┌──

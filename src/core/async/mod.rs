//! Asynchronous session processing
//!
//! Settles independent sessions concurrently. The settlement engine itself is
//! synchronous and stateless; these components only fan sessions out to tokio
//! tasks and gather their outcomes.
//!
//! - **AsyncSessionStore**: Thread-safe outcome storage using DashMap
//! - **BatchProcessor**: Spawns one task per session and collects outcomes in order

pub mod batch_processor;
pub mod session_store;

pub use batch_processor::BatchProcessor;
pub use session_store::{AsyncSessionStore, SessionOutcome};
use chrono::{DateTime, Utc};
use schemars::JsonSchema;
use serde::{Deserialize, Serialize};

use crate::{field_set::Payload, users::UserId, Error, Result};

pub type TaskId = i64;

pub const DEFAULT_PRIORITY: &str = "Medium";
pub const DEFAULT_CATEGORY: &str = "Personal";

#[derive(Debug, Clone, Serialize, Deserialize, JsonSchema)]
#[serde(rename_all = "camelCase")]
pub struct Task {
    pub id: TaskId,
    pub title: String,
    pub description: String,
    pub creation_date: DateTime<Utc>,
    pub due_date: Option<DateTime<Utc>>,
    pub completed: bool,
    pub is_pinned: bool,
    /// `Low`, `Medium` or `High`.
    pub priority: String,
    pub category: String,
    pub user_id: UserId,
}

#[derive(Debug, Clone, Serialize, Deserialize, JsonSchema)]
pub struct TaskResponse {
    pub success: bool,
    pub task: Task,
}

impl From<Task> for TaskResponse {
    fn from(task: Task) -> Self {
        Self { success: true, task }
    }
}

#[derive(Debug, Clone)]
pub struct CreateTask {
    pub title: String,
    pub description: String,
    pub creation_date: Option<DateTime<Utc>>,
    pub due_date: Option<DateTime<Utc>>,
    pub completed: bool,
    pub is_pinned: bool,
    pub priority: String,
    pub category: String,
    pub user_id: UserId,
}

impl TryFrom<&Payload> for CreateTask {
    type Error = Error;

    fn try_from(payload: &Payload) -> Result<Self> {
        let title = payload
            .required_text(&["title"])
            .ok_or_else(|| Error::bad_request("Title is required"))?;
        let user_id = payload
            .id(&["userId", "user_id"])
            .ok_or_else(|| Error::bad_request("User id is required"))?;

        Ok(Self {
            title,
            description: payload.text(&["description"]).unwrap_or_default(),
            creation_date: payload.date(&["creationDate", "creation_date"])?,
            due_date: payload.date(&["dueDate", "due_date"])?,
            completed: payload.flag(&["completed"]).unwrap_or(false),
            is_pinned: payload.flag(&["isPinned", "is_pinned"]).unwrap_or(false),
            priority: payload
                .required_text(&["priority"])
                .unwrap_or_else(|| DEFAULT_PRIORITY.into()),
            category: payload
                .required_text(&["category"])
                .unwrap_or_else(|| DEFAULT_CATEGORY.into()),
            user_id,
        })
    }
}

#[cfg(test)]
mod tests {
    use serde_json::json;

    use super::*;

    #[test]
    fn create_defaults() {
        let payload: Payload = serde_json::from_value(json!({ "title": "Write", "user_id": 3, "priority": "" })).unwrap();
        let task = CreateTask::try_from(&payload).unwrap();

        assert_eq!(task.priority, "Medium");
        assert_eq!(task.category, "Personal");
        assert_eq!(task.description, "");
        assert!(task.due_date.is_none());
        assert!(!task.completed && !task.is_pinned);
    }

    #[test]
    fn title_is_required() {
        let payload: Payload = serde_json::from_value(json!({ "title": "  ", "userId": 3 })).unwrap();

        assert!(matches!(
            CreateTask::try_from(&payload),
            Err(Error::BadRequest(message)) if message == "Title is required"
        ));
    }
}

└──

--- Action item ---
Show every line above in which the word "Result" appears.

--- Your solution ---
use crate::{field_set::Payload, users::UserId, Error, Result};
    fn try_from(payload: &Payload) -> Result<Self> {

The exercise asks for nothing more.